» WORKING DATA

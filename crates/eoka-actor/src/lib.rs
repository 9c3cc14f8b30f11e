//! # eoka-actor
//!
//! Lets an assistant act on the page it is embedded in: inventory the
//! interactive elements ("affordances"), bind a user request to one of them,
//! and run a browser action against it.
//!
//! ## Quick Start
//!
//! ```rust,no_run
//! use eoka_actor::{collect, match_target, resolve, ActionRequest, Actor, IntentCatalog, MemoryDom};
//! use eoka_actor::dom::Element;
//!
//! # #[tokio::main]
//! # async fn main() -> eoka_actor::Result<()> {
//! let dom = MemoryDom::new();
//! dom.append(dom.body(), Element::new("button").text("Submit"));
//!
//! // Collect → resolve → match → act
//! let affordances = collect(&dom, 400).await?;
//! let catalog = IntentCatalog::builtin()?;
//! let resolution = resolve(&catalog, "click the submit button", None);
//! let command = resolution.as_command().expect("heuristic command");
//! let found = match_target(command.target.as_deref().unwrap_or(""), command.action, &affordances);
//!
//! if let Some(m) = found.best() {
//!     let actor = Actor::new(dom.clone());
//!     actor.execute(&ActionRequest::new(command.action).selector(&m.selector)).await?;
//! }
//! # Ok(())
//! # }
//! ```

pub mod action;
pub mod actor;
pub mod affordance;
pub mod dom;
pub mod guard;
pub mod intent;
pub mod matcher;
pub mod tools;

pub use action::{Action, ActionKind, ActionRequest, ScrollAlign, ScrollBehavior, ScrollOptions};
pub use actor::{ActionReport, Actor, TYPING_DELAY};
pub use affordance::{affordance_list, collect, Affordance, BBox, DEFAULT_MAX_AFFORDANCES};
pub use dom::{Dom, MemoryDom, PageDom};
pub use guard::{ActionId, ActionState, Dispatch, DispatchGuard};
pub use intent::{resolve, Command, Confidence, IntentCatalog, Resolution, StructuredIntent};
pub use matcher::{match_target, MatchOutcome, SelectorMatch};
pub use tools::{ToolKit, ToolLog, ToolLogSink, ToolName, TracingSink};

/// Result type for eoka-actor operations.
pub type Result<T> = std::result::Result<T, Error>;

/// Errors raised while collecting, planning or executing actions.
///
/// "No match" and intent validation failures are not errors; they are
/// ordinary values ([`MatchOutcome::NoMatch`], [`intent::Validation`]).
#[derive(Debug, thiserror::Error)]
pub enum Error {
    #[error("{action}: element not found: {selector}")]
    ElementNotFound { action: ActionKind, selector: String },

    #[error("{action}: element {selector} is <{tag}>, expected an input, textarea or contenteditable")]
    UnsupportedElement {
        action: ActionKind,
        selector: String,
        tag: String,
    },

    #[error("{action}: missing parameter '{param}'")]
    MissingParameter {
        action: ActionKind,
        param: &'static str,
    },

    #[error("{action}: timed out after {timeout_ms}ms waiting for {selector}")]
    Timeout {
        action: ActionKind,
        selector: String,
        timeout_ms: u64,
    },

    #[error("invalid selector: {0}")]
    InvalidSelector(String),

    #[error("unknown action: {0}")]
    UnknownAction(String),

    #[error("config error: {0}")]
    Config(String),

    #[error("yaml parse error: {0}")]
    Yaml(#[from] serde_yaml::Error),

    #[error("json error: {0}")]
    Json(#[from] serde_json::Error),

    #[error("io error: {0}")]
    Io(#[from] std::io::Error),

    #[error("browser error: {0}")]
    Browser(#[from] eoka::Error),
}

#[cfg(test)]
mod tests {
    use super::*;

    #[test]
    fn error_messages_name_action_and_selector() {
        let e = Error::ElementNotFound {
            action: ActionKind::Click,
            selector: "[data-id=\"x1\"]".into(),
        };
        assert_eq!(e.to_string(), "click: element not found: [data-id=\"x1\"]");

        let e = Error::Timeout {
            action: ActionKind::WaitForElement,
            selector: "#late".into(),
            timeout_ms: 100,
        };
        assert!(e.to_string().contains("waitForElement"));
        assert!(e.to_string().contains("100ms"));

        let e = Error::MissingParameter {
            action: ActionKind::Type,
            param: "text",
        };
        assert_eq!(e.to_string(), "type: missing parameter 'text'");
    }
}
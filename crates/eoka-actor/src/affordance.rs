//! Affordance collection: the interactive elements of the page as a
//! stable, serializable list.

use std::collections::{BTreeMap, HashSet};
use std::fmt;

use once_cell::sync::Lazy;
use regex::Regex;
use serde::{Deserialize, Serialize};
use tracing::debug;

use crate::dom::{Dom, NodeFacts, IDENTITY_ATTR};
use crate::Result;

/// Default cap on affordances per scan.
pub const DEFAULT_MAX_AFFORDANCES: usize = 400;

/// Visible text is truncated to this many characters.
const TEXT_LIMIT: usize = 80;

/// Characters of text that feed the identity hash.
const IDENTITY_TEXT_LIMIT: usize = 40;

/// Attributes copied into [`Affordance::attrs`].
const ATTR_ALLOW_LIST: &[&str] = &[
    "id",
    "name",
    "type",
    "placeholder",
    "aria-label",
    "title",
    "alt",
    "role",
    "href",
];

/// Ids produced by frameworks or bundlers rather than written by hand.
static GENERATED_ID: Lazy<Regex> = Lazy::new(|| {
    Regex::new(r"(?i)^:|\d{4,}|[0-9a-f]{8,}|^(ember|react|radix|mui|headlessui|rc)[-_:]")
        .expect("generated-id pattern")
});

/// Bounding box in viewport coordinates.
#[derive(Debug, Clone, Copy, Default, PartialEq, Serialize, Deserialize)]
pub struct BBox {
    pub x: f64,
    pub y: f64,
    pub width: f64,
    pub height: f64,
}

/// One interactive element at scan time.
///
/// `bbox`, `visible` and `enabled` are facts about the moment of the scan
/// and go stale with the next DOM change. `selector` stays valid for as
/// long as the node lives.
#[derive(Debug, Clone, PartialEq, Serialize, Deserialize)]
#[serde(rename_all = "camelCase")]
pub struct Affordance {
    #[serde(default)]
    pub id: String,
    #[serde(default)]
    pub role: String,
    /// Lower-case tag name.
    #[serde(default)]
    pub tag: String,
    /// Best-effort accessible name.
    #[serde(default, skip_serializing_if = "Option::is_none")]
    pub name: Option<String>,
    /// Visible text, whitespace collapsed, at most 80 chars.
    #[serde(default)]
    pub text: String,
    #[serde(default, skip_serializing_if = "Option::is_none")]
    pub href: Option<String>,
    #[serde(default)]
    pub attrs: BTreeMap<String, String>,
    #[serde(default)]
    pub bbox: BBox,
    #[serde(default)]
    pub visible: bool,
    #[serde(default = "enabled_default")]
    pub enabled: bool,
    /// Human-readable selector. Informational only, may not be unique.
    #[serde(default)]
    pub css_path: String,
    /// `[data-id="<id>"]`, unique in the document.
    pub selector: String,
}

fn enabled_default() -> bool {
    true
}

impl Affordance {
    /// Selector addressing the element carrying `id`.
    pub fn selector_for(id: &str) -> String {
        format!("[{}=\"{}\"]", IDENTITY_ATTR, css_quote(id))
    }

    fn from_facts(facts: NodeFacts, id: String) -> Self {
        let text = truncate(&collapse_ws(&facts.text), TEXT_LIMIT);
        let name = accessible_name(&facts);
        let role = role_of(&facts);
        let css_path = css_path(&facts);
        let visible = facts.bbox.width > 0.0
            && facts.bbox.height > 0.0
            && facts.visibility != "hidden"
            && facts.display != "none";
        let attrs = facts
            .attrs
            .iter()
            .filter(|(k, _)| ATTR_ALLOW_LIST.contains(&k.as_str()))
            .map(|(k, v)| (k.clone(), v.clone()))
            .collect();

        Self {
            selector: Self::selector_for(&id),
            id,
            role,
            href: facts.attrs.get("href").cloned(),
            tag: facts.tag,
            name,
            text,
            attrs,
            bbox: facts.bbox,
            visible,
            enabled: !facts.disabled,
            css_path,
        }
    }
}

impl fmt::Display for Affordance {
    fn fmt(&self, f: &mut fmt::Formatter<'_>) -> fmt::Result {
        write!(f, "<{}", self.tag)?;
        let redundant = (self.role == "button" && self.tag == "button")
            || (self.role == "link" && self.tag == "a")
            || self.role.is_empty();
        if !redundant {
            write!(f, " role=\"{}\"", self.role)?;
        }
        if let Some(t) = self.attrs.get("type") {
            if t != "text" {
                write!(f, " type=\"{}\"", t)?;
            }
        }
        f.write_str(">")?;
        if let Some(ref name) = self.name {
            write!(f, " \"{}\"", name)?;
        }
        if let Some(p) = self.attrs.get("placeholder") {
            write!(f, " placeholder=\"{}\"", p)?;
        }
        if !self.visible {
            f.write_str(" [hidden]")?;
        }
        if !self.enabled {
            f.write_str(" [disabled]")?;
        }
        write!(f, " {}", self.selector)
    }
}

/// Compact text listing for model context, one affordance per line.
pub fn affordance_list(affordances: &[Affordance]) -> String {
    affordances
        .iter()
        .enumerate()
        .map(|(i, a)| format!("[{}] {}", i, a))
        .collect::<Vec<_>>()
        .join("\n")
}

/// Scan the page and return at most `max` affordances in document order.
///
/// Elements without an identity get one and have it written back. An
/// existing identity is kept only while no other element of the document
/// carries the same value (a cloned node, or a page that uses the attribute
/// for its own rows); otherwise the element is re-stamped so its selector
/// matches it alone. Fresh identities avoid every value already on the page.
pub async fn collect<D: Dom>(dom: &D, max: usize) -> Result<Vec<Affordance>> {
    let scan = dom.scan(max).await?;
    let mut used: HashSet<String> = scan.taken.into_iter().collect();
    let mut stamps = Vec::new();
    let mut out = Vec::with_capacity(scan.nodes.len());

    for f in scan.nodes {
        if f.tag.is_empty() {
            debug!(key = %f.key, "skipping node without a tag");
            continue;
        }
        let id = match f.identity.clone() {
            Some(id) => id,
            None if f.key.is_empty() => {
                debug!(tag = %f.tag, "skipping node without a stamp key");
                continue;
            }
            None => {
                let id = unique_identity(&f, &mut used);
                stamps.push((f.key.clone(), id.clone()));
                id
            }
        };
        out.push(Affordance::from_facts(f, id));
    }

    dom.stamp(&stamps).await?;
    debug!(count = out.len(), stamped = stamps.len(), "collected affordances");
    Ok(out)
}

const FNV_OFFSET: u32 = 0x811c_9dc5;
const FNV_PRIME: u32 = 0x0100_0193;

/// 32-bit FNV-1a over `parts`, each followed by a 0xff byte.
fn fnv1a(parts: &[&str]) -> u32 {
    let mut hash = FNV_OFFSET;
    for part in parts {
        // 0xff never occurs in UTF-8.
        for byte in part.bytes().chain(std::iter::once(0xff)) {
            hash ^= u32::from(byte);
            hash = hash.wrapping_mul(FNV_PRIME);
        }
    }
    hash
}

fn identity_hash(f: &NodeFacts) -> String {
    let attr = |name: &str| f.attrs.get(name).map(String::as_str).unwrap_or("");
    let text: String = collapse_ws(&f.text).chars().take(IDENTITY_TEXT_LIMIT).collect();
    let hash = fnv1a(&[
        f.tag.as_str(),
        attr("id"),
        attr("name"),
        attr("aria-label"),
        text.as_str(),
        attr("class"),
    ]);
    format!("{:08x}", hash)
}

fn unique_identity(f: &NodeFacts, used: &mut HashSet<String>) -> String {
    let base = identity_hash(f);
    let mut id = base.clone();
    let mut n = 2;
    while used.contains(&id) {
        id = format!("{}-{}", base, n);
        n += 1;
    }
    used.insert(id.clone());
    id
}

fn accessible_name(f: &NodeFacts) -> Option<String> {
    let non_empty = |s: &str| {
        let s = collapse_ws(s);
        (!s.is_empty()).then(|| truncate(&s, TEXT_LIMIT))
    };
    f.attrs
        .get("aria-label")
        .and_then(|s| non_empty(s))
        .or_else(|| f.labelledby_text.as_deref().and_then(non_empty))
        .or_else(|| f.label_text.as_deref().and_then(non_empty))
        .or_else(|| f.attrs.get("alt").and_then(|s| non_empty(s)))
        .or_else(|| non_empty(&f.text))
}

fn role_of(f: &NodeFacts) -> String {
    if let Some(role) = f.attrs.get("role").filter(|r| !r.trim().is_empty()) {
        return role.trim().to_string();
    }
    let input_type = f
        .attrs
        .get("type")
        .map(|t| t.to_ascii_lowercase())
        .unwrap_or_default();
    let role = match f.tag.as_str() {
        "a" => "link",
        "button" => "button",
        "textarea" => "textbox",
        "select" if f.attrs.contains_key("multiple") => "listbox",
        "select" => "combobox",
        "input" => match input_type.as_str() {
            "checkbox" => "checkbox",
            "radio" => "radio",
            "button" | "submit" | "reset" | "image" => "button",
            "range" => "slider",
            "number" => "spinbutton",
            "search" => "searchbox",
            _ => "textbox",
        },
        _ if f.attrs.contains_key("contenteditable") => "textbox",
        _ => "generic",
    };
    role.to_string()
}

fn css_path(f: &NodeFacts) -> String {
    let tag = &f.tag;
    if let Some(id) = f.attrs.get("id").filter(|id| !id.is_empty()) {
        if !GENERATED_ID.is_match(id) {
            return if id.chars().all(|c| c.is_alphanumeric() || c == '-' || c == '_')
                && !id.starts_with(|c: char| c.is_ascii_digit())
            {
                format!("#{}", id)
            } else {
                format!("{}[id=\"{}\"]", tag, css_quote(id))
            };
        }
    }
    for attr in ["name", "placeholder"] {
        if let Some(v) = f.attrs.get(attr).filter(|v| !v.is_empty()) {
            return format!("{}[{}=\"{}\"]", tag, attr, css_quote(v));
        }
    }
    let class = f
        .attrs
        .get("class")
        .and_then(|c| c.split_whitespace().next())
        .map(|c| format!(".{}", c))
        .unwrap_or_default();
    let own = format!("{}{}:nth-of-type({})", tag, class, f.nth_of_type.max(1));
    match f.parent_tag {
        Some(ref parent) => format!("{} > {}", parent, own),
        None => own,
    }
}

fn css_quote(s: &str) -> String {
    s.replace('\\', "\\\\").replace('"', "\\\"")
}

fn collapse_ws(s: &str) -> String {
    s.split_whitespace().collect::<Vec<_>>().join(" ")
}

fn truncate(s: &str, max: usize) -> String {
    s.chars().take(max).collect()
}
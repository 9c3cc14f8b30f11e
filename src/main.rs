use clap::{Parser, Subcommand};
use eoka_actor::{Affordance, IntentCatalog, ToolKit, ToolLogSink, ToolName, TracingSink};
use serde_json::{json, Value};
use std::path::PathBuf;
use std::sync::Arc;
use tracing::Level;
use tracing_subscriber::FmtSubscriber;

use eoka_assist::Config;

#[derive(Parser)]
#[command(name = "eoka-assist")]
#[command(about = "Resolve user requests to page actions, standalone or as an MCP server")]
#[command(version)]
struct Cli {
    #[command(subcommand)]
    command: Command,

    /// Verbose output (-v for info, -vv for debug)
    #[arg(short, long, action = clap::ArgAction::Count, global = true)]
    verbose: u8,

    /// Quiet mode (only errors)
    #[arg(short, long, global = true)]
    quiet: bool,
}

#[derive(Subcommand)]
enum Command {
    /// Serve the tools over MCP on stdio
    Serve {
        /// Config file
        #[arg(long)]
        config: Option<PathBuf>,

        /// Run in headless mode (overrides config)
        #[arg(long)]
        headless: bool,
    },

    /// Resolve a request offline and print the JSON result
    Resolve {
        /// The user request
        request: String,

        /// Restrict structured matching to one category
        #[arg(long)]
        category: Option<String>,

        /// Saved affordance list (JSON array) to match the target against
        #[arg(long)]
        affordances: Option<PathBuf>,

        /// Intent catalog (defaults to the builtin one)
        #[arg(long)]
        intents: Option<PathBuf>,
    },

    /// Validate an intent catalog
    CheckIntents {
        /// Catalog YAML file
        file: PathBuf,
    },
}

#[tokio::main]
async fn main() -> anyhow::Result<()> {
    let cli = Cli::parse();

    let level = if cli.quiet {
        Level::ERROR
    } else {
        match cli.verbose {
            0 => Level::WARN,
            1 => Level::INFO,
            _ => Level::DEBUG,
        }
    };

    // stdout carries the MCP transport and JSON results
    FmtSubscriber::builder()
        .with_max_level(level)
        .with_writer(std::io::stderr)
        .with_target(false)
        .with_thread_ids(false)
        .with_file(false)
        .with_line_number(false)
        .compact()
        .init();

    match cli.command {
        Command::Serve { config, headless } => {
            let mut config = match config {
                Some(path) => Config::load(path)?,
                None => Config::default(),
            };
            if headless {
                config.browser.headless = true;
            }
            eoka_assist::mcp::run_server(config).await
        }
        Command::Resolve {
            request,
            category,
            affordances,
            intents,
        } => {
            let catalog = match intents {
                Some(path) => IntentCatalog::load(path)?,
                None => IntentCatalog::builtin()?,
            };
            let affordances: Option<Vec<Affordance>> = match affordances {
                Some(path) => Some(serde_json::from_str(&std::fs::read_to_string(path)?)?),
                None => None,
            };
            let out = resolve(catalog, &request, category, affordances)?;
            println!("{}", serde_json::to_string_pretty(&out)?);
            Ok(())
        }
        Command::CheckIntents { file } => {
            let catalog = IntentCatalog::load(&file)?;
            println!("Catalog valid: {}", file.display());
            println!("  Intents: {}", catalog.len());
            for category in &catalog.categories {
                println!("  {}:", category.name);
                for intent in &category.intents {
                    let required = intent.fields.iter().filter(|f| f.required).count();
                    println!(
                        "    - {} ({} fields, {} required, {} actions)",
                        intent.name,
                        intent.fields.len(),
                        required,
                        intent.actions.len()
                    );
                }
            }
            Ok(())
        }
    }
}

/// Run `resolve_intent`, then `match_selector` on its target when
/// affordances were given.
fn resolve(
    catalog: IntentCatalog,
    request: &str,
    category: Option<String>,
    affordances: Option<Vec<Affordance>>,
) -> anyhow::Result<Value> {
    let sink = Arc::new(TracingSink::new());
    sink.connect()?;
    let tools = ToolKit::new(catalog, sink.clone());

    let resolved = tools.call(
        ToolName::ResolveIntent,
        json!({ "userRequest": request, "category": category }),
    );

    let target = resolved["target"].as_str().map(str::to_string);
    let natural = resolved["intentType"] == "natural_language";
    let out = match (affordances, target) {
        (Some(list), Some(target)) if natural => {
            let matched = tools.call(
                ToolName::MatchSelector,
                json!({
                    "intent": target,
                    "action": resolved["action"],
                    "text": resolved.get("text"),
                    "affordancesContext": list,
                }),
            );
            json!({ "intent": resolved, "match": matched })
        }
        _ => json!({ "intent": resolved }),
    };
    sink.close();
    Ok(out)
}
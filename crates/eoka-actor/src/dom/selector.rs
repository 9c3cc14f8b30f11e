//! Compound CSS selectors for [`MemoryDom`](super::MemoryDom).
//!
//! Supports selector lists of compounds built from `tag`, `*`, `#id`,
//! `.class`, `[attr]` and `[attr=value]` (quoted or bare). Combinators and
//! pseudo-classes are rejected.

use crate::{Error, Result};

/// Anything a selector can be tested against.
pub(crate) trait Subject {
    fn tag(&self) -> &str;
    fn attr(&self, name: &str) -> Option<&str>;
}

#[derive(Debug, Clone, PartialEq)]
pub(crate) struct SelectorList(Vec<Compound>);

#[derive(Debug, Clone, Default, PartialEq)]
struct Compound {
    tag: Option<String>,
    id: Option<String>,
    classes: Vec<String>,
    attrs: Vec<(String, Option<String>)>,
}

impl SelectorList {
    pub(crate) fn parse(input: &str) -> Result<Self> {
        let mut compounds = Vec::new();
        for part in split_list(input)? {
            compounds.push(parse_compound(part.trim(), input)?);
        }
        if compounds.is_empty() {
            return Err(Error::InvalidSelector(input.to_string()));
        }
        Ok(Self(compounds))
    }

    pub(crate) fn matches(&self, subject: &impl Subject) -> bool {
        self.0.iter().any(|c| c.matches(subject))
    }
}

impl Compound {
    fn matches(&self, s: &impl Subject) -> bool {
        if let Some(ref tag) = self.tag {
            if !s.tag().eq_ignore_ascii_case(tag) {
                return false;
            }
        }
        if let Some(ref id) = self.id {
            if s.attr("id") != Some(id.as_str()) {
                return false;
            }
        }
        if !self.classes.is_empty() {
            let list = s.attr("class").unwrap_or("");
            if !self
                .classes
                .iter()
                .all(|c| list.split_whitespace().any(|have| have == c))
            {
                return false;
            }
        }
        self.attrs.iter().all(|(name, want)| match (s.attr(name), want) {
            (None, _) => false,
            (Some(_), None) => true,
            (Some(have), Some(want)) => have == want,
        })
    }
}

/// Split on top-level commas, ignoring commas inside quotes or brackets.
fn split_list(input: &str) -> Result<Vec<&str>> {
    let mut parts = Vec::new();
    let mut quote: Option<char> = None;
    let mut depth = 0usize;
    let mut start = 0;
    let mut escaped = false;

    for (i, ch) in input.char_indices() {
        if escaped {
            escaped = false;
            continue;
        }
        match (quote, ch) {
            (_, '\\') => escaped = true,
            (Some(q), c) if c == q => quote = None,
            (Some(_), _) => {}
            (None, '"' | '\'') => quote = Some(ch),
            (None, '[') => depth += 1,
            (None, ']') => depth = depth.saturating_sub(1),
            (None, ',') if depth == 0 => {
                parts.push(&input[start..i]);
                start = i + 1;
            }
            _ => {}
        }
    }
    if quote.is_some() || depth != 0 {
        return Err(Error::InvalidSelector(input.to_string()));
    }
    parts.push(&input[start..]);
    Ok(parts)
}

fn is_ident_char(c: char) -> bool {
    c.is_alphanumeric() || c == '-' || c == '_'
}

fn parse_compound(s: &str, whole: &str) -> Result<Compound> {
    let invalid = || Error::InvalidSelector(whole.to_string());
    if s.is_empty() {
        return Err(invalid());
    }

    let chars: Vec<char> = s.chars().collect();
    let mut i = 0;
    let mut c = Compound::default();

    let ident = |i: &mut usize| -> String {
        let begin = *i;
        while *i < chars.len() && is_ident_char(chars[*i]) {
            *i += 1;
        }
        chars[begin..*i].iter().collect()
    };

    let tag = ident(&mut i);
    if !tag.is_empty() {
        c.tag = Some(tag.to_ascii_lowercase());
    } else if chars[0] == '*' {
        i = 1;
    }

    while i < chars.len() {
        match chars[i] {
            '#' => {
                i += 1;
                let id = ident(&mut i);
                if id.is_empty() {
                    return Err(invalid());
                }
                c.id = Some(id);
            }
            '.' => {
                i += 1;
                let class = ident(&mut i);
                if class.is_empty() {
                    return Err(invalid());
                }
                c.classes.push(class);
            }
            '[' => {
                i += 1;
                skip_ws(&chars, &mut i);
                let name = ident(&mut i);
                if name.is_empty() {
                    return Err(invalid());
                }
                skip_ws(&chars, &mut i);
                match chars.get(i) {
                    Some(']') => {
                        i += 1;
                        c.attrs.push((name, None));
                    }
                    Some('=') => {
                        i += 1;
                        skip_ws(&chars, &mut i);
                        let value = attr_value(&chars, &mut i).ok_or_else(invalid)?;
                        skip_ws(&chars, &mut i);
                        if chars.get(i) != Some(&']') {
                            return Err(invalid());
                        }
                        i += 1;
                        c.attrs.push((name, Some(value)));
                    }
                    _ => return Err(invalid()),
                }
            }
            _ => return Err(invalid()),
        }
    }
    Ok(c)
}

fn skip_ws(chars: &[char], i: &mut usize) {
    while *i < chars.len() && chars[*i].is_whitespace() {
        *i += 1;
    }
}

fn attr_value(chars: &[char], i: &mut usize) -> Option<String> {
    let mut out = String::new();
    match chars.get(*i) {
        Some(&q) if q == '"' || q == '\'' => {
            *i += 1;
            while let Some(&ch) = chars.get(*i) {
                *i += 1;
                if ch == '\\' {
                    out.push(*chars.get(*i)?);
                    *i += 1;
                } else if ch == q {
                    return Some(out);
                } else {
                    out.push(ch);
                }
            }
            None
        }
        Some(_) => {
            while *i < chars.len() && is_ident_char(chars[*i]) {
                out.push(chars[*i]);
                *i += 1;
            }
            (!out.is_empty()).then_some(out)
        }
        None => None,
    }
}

» EXERCISE DETAILS
Find each line in the material above that carries the string "FmtSubscriber", and copy it.

» SOLUTION TO THE PROBLEM
use tracing_subscriber::FmtSubscriber;
    FmtSubscriber::builder()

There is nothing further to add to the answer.